Problem description:
Show all lines containing "Option" from the data below.

Exercise data:
◆ ◆ ◆ ◆ ◆ ◆ ◆
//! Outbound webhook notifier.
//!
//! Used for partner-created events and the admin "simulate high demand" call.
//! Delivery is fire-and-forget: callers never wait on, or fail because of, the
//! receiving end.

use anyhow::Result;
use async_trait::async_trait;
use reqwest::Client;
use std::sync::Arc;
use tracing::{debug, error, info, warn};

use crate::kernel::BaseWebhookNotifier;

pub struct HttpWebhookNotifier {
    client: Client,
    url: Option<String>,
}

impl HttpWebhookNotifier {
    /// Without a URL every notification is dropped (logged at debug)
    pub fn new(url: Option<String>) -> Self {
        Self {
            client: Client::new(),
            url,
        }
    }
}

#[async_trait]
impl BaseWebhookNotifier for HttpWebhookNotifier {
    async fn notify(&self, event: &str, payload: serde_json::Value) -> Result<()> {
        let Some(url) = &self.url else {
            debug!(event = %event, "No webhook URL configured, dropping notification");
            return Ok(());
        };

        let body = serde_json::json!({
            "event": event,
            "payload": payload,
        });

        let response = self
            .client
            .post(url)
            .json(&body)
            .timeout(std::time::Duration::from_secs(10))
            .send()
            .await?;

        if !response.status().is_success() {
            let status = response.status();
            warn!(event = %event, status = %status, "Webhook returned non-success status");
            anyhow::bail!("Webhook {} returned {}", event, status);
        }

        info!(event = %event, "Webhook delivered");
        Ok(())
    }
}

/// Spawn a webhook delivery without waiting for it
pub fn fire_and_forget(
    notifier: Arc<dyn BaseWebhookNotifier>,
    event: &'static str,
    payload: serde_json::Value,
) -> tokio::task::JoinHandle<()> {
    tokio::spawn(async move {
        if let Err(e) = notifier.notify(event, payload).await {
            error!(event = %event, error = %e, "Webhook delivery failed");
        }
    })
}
◆ ◆ ◆ ◆ ◆ ◆ ◆
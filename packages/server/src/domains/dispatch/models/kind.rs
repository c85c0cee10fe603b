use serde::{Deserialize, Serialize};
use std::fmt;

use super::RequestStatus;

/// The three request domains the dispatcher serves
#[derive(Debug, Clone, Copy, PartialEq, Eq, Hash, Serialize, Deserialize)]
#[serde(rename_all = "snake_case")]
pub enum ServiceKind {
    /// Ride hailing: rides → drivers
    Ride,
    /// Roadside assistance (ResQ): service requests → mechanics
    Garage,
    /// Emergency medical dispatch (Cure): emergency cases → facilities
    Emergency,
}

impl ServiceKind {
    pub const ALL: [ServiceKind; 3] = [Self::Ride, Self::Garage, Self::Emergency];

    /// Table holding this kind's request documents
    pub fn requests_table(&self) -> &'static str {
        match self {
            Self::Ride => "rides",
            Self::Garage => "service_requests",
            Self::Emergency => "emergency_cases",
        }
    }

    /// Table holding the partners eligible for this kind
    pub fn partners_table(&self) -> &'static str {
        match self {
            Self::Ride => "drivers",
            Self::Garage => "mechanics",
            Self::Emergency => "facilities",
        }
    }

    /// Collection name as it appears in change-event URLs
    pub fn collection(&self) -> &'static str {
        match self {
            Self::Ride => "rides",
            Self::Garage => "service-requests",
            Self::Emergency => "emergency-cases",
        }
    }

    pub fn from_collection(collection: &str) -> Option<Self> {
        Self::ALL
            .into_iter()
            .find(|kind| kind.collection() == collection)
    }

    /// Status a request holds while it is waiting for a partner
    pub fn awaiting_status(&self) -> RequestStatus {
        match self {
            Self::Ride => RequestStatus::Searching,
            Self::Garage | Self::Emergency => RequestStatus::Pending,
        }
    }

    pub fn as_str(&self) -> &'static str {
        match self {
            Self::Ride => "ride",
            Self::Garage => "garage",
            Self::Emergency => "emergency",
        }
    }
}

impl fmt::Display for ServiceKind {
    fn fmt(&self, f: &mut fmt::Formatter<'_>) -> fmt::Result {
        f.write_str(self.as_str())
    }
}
◆ ◆ ◆ ◆ ◆ ◆ ◆
Answer box:
    url: Option<String>,
    pub fn new(url: Option<String>) -> Self {
    pub fn from_collection(collection: &str) -> Option<Self> {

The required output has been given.